Stop Letting Agents Write Directly to Production: Git-Like Version Control for Your Data

Xingkun Fan
Xingkun Fan
Published on April 14, 2026
9 minute read
Key Takeaways
  • AI agents writing directly to production tables is the new "pushing to main without a PR." seekdb 1.2.0 adds Git-like version control primitives — Fork, Diff, Merge — as native SQL statements.
  • FORK DATABASE creates an instant copy-on-write clone of an entire database with a single atomic snapshot. DIFF TABLE compares two tables row-by-row and outputs every difference. MERGE TABLE applies changes back with conflict resolution in one transaction.
  • The result: agents work on isolated copies, humans review the diff, and only approved changes reach production. One SQL statement replaces thirty minutes of hand-written JOINs.
  • oceanbase database

    Your agent wrote some business logic. The output table has 500 rows. The expected-results table also has 500 rows. Which rows are correct? Which values are wrong? Are there extra rows, or missing ones?

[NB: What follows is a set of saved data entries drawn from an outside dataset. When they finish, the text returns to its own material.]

//! Stream and buffer adapter coverage: chunking, continuous mode, lifecycle,
//! engine substitution, and decoding of independently assembled frames.

use std::io::{Read, Write};

use anyhow::Result;
use rand::rngs::StdRng;
use rand::{Rng, SeedableRng};

use framio::codec::stored::{StoredCompressContext, StoredDecompressContext};
use framio::{
    compress_to_vec, decompress_to_vec, decompressed_size, Error, FrameReader, FrameWriter,
    ReadRegion, RegionCompressor, RegionDecompressor, WriteRegion,
};

fn random_payload(len: usize, seed: u64) -> Vec<u8> {
    let mut rng = StdRng::seed_from_u64(seed);
    let mut data = vec![0u8; len];
    for chunk in data.chunks_mut(512) {
        if rng.gen_bool(0.6) {
            chunk.fill(rng.gen());
        } else {
            rng.fill(chunk);
        }
    }
    data
}

fn stream_frame(payload: &[u8], level: i32) -> Result<Vec<u8>> {
    let mut writer = FrameWriter::new(Vec::new(), level)?;
    writer.write_all(payload)?;
    writer.finish()?;
    Ok(writer.into_inner())
}

#[test]
fn read_chunk_size_does_not_change_output() -> Result<()> {
    let payload = random_payload(300_000, 3);
    let frame = stream_frame(&payload, 3)?;

    for chunk in [1usize, 128 * 1024, payload.len()] {
        let mut reader = FrameReader::new(&frame[..]);
        let mut out = Vec::new();
        let mut buf = vec![0u8; chunk];
        loop {
            let n = reader.read(&mut buf)?;
            if n == 0 {
                break;
            }
            out.extend_from_slice(&buf[..n]);
        }
        assert_eq!(out, payload, "chunk size {chunk}");
    }
    Ok(())
}

#[test]
fn write_chunk_size_does_not_change_payload() -> Result<()> {
    let payload = random_payload(50_000, 5);

    let mut tiny = FrameWriter::new(Vec::new(), 3)?;
    for b in &payload {
        tiny.write_all(std::slice::from_ref(b))?;
    }
    tiny.finish()?;

    let whole = stream_frame(&payload, 3)?;

    assert_eq!(decompress_to_vec(&tiny.into_inner(), payload.len())?, payload);
    assert_eq!(decompress_to_vec(&whole, payload.len())?, payload);
    Ok(())
}

#[test]
fn tiny_staging_buffers_still_round_trip() -> Result<()> {
    let payload = random_payload(10_000, 51);
    let mut writer = FrameWriter::with_capacity(Vec::new(), 3, 64)?;
    writer.write_all(&payload)?;
    writer.finish()?;
    let frame = writer.into_inner();

    let mut reader = FrameReader::with_capacity(&frame[..], 7);
    let mut out = Vec::new();
    reader.read_to_end(&mut out)?;
    assert_eq!(out, payload);
    Ok(())
}

#[test]
fn continuous_mode_crosses_frame_boundaries() -> Result<()> {
    let first = random_payload(20_000, 7);
    let second = random_payload(9_000, 9);
    let mut stream = stream_frame(&first, 1)?;
    stream.extend_from_slice(&stream_frame(&second, 9)?);

    let mut reader = FrameReader::new(&stream[..]).continuous(true);
    let mut out = Vec::new();
    reader.read_to_end(&mut out)?;
    let mut expected = first.clone();
    expected.extend_from_slice(&second);
    assert_eq!(out, expected);
    Ok(())
}

#[test]
fn single_frame_mode_stops_at_first_boundary() -> Result<()> {
    let first = random_payload(20_000, 7);
    let second = random_payload(9_000, 9);
    let mut stream = stream_frame(&first, 1)?;
    stream.extend_from_slice(&stream_frame(&second, 9)?);

    let mut reader = FrameReader::new(&stream[..]);
    let mut out = Vec::new();
    reader.read_to_end(&mut out)?;
    assert_eq!(out, first);
    // End of frame stays terminal.
    let mut more = [0u8; 64];
    assert_eq!(reader.read(&mut more)?, 0);
    Ok(())
}

#[test]
fn reader_lifecycle_is_close_once() -> Result<()> {
    let frame = stream_frame(b"lifecycle", 1)?;
    let mut reader = FrameReader::new(&frame[..]);
    let mut buf = [0u8; 4];
    reader.read(&mut buf)?;
    reader.close();
    reader.close();
    let err = reader.read(&mut buf).unwrap_err();
    let inner = err.get_ref().and_then(|e| e.downcast_ref::<Error>());
    assert!(matches!(inner, Some(Error::StreamClosed)));
    Ok(())
}

#[test]
fn writer_lifecycle_is_close_once() -> Result<()> {
    let mut writer = FrameWriter::new(Vec::new(), 1)?;
    writer.write_all(b"lifecycle")?;
    writer.finish()?;
    writer.finish()?;
    assert!(writer.write_all(b"x").is_err());
    assert!(writer.flush().is_err());
    Ok(())
}

#[test]
fn region_decompressor_concatenates_frames() -> Result<()> {
    let first = random_payload(30_000, 13);
    let second = random_payload(10_000, 17);
    let mut joined = compress_to_vec(&first, 1)?;
    joined.extend_from_slice(&compress_to_vec(&second, 19)?);

    let mut decomp = RegionDecompressor::over(&joined);
    let mut out = vec![0u8; first.len() + second.len()];
    let produced = {
        let mut dst = WriteRegion::new(&mut out);
        let mut produced = 0;
        while decomp.has_remaining() {
            let n = decomp.read(&mut dst)?;
            if n == 0 {
                break;
            }
            produced += n;
        }
        produced
    };
    assert_eq!(produced, first.len() + second.len());
    assert_eq!(&out[..first.len()], &first[..]);
    assert_eq!(&out[first.len()..], &second[..]);
    assert_eq!(decomp.position(), joined.len());
    Ok(())
}

#[test]
fn region_decompressor_single_byte_destinations_progress() -> Result<()> {
    let payload = random_payload(4_000, 19);
    let frame = compress_to_vec(&payload, 3)?;

    let mut decomp = RegionDecompressor::over(&frame);
    let mut out = Vec::new();
    while decomp.has_remaining() {
        let mut byte = [0u8; 1];
        let n = {
            let mut dst = WriteRegion::new(&mut byte);
            decomp.read(&mut dst)?
        };
        if n == 0 {
            break;
        }
        out.extend_from_slice(&byte[..n]);
    }
    assert_eq!(out, payload);
    Ok(())
}

#[test]
fn region_compressor_round_trips_through_sink() -> Result<()> {
    let payload = random_payload(60_000, 29);
    let mut comp = RegionCompressor::new(Vec::new(), 5)?;
    // Feed through two independently positioned views of the same storage.
    let half = payload.len() / 2;
    let mut front = ReadRegion::with_bounds(&payload, 0, half);
    let mut back = ReadRegion::with_bounds(&payload, half, payload.len());
    comp.compress(&mut front)?;
    comp.compress(&mut back)?;
    comp.close()?;
    comp.close()?;
    let frame = comp.into_inner();

    assert_eq!(decompress_to_vec(&frame, payload.len())?, payload);
    Ok(())
}

#[test]
fn stored_codec_substitutes_for_the_engine() -> Result<()> {
    let payload = random_payload(40_000, 37);

    let mut writer = FrameWriter::with_context(Vec::new(), StoredCompressContext::new());
    writer.write_all(&payload)?;
    writer.finish()?;
    let mut stream = writer.into_inner();

    // A second stored frame behind the first.
    let mut writer = FrameWriter::with_context(Vec::new(), StoredCompressContext::new());
    writer.write_all(b"tail frame")?;
    writer.finish()?;
    stream.extend_from_slice(&writer.into_inner());

    let mut reader =
        FrameReader::with_context(&stream[..], StoredDecompressContext::new()).continuous(true);
    let mut out = Vec::new();
    reader.read_to_end(&mut out)?;
    let mut expected = payload.clone();
    expected.extend_from_slice(b"tail frame");
    assert_eq!(out, expected);

    let mut reader = FrameReader::with_context(&stream[..], StoredDecompressContext::new());
    let mut out = Vec::new();
    reader.read_to_end(&mut out)?;
    assert_eq!(out, payload);
    Ok(())
}

// Frames assembled by hand against the published frame format, standing in
// for output of an independent encoder implementation.
const EMPTY_FRAME: &[u8] = &[0x28, 0xB5, 0x2F, 0xFD, 0x20, 0x00, 0x01, 0x00, 0x00];
const RAW_ABC_FRAME: &[u8] = &[
    0x28, 0xB5, 0x2F, 0xFD, 0x20, 0x03, 0x19, 0x00, 0x00, 0x61, 0x62, 0x63,
];
const RLE_Z10_FRAME: &[u8] = &[
    0x28, 0xB5, 0x2F, 0xFD, 0x20, 0x0A, 0x53, 0x00, 0x00, 0x7A,
];

#[test]
fn foreign_frames_decode() -> Result<()> {
    assert_eq!(decompressed_size(EMPTY_FRAME)?, Some(0));
    assert_eq!(decompress_to_vec(EMPTY_FRAME, 0)?, b"");

    assert_eq!(decompressed_size(RAW_ABC_FRAME)?, Some(3));
    assert_eq!(decompress_to_vec(RAW_ABC_FRAME, 3)?, b"abc");

    assert_eq!(decompress_to_vec(RLE_Z10_FRAME, 10)?, b"zzzzzzzzzz");
    Ok(())
}

#[test]
fn foreign_frames_concatenate_in_continuous_mode() -> Result<()> {
    let mut stream = RAW_ABC_FRAME.to_vec();
    stream.extend_from_slice(EMPTY_FRAME);
    stream.extend_from_slice(RLE_Z10_FRAME);

    let mut reader = FrameReader::new(&stream[..]).continuous(true);
    let mut out = Vec::new();
    reader.read_to_end(&mut out)?;
    assert_eq!(out, b"abczzzzzzzzzz");
    Ok(())
}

    You open a SQL editor and start writing LEFT JOIN ... CASE WHEN ... UNION ALL. You realize you forgot to handle NULLs. Fix that. The sort order is wrong. Fix that too. Thirty minutes later, you have a diff. You paste it into the agent's context and ask it to fix the code. It fixes the code. You run the whole comparison again.

    Code has had git diff for this — one command, done. Data hasn't. You wouldn't let a developer push directly to main without a PR. So why is your agent writing directly to production tables?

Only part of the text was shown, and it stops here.